Русик не был похож ни на одного из известных мне взрослых. А я на ура воспринимала даже самые сумасшедшие его идеи. И с готовностью помогала их воплощать. Для начала мы остались после уроков (он преподавал в моей же школе в девятых классах) и склеили из плексигласа пирамиду, чтобы проверить все те небылицы, что писали о «золотом сечении». Свежей мумии фараона или чашки Петри с бактериями у нас не было, но старое ржавое лезвие нашлось. Не заострилось оно в «золотом сечении»!
Если честно, то я надеялась, что лезвие заострится. Ну должно же существовать в мире что-то необыкновенное и ещё не изученное. Очень хотелось увидеть своими глазами что-нибудь чудесное и потом измерить это.
В тот день, когда мы окончательно решили, что опыт не удался, вернее, дал отрицательный результат, домой я вернулась расстроенная. А там меня ждала ещё одна неприятная новость. Звонил Родионов с сообщением, что его кладут в больницу. Я перезвонила. Родионов густым своим голосом спокойно сказал, что ложится в хирургию, наверное, надолго, на месяц. Посоветовал мне не прекращать заниматься, решать и решать задачи из сборника Сканави и варианты вступительных билетов. А когда он вернётся, мы наверстаем теорию. Трубку взяла его жена и прерывающимся голосом сказала, что мне лучше поискать себе нового репетитора. Мне показалось, что она сейчас заплачет.

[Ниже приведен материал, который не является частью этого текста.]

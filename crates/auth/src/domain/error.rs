use app_core::error::AppError;
use app_core::identity::IdentityError;
use thiserror::Error;

/// Failures that end a callback in the login-failure redirect.
#[derive(Debug, Error)]
pub enum FlowError {
    #[error("Authorization code exchange rejected: {0}")]
    AuthExchange(String),

    #[error("No authenticated identity")]
    NoSession,

    #[error("Profile lookup failed")]
    ProfileLookup(#[source] AppError),
}

/// Cleanup failures during reconciliation. Logged, never shown to the user.
#[derive(Debug, Error)]
pub enum ReconciliationWarning {
    #[error("Failed to delete orphaned identity {identity_id}")]
    DeleteIdentity {
        identity_id: String,
        #[source]
        source: IdentityError,
    },

    #[error("Failed to clear session of identity {identity_id}")]
    ClearSession {
        identity_id: String,
        #[source]
        source: IdentityError,
    },
}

А потом стало известно, что случилось с Родионовым. Гангрена. Срочно нужна ампутация ноги. Новость была такой ужасной, что о ней говорили не вслух, а вполголоса. «Заядлый курильщик». «Диабет».
В школе меня отозвал к окну Виталик: «Что б-будешь делать?» Я пожала плечами: «Ждать».— «Ты что, не п-понимаешь, что его п-продержат очень долго, даже п-при благополучном исходе?» Мама Виталика работала врачом — правда, не в том отделении, куда положили Родионова.
«Я п-перейду заниматься к Т-татьяне»,— сказал Виталик.
Я молчала.
«Сходим после уроков, навестим его?» — неожиданно предложил Виталик.
Мы шли вдоль каштановой аллеи. Мягкое солнце бабьего лета светило сквозь позолоченные кроны. Под ногами валялись треснувшие «ёжики» с орехами внутри. Я еле удержалась, чтоб не начать их собирать. Так просто, без цели набрать их в карманы пальто и портфель. На крыльце «бурсы» (шахтёрское ПТУ № 9) стояли «бурсаки», курили, кричали что-то грубое и весёлое одновременно. Виталик тоже принялся рассказывать что-то весёлое, похохатывая. Даже не верилось, что в такой солнечной жизни бывают серьёзные несчастья.
В отделении хирургии мы спросили у медсестры, в какой палате Родионов, и затоптались в нерешительности. Сильно пахло больницей. Стены, грубо выкрашенные бледно-голубой масляной краской, навевали уныние. К холодильнику у поста подходили пациенты в одинаковых застиранных синих халатах и полосатых штанах. Какой-то дядечка вынул из пасти холодильника банку с чем-то вроде супа, спросил, к кому мы, и взялся проводить, расспрашивая по дороге о погоде. Он толкнул дверь, в палате все замолчали и уставились на нас. Я поискала глазами Родионова.